In her preface to this volume, Aracelis Girmay describes Najaer’s poetry as “driven by the specific and idiosyncratic languages of her speakers:” the U.S. Sudanese diaspora (4). Although the poems in Armeika often address ‘you,’ this ‘you’ is not the reader, who is not expected to be part of this diaspora, and so who requires Najaer’s initial explanation of her title as a portmanteau of the Arabic for ‘to discard’ and for ‘America.’ (Najaer says it better.) This exposition is followed by footnotes, as early as in the first poem, where she explains what ghost houses – illegal torture sites – mean to their survivors (beit fundurq masr al-khaliq ghost house, 9).
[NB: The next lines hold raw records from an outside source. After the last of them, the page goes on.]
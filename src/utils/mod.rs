//! Shared helpers for the HTTP layer.
//!
//! - [`cookies`]: Session cookie construction and removal
//! - [`redirect`]: Post-refresh redirect target sanitising

pub mod cookies;
pub mod redirect;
What could seem to be pandering reads instead as care – a warranted wariness surrounding an invitation into the space in which the ‘you’ sits, listens, feels the fine and sharp lines she proffers:

your mother demands to know

why you are a walking corpse

she writes of a ghost house survivor in ‘ghost takes shots’,

you tell her that you have been away
on a work trip

…eventually the plane lands
in a place where the trees wear needles

and in the poems which follow, we read a story we have heard before, or lived before, of immigration. Its broad lines, as with these in “amatu” (20), are familiar to us –

armeika was a concussion to years
of wide-eyed nights in the basement

– and I can hear the care taken, again, to meet us where we are, allowing us access to the particular power of images like

to dry up, as baobab meat must, to make
the tart white juice that raises the skin on the tongue

to convey the act of grief.

Najaer makes, as well, quick work of the spaces on the page, gathering them and dispersing them to full effect in poems such as the glass & he rained.

Yalie Kamara’s A Brief Biography of My Name follows on from this collection seamlessly, exploring as it does the experience of being descended from migration: part of the diaspora in a different way. (Kamara is of Sierra Leonean descent). Kamara is an MFA candidate at Indiana University and is also a translator from the French; her poetry is as accomplished as this suggests.

The conceit of the collection – as its title denotes, an extended consideration of her name – suggests a formal exercise (and is, in fact, an exercise I assigned to all of my students when I taught writing); it starts out contained, sharp, with childhood memories of a misspelled name bringing forth lines like these from Space (11):

Would anyone let ssabelle, Rchard, Elzabeth,
or Snclar escape from the 9th letter of the alphabet?

… Nobody else played the game, so there’s no
record of the joyful sound that was made when

the long-lost me, found the small, brown, I.

We hear about her family, clearly loving and familiar to anyone part of or adjacent to a diaspora; I’ve both heard and said this line from Mother’s Rules (12):

Your accent is funny, but keep practicing. It is the only way we will be able
to gossip in peace while at the supermarket.

and this one from Repast in the Diversity Center (18):

I have to be honest: I only came because I was hungry.

These poems are satisfying, but there are also moments where the words soar; the stand out is absolutely ‘I ask my brother Jonathan to write about Oakland, and he describes his room:’ in which

Jonathan imagines:

… – The squad car driving past him, not using its siren to call his name.

He has no reason to leave his house if the most forgiving parts of the city are rendered in his dream.

(20)

Phillippa Yaa, in her preface to Kamara’s collection, notes that the poet is able to express “dis-ease,” the “not always pleasurable” as she “resists a generalized, assimilated comfort zone in favor of the complexity of her unique life” … “in a world where the village storyteller is a stranger to her context” (4,5,7). As a first/second-generation child of a different diaspora (South Asian), I related at once to the specific closeness of diaspora siblings; a stranger to her context Kamara might be, but to her brother, never. But the poem also recalls the work the poet is best known for (at least to others of us who spend quite a lot of time online): her ‘Haiku Love Letters to Gabby Douglas,’ with its closing stanza:

   We hold you close. Smile
when we touch the forests that
   grow on our own heads.

A Brief Biography of My Name can be clever, but it’s at its best, I think, when it aims for the bitter notes, its depiction of a black diaspora identity the opposite of unassuming in the strongest way.

Rashi Rohatgi is Associate Professor of English at Nord University.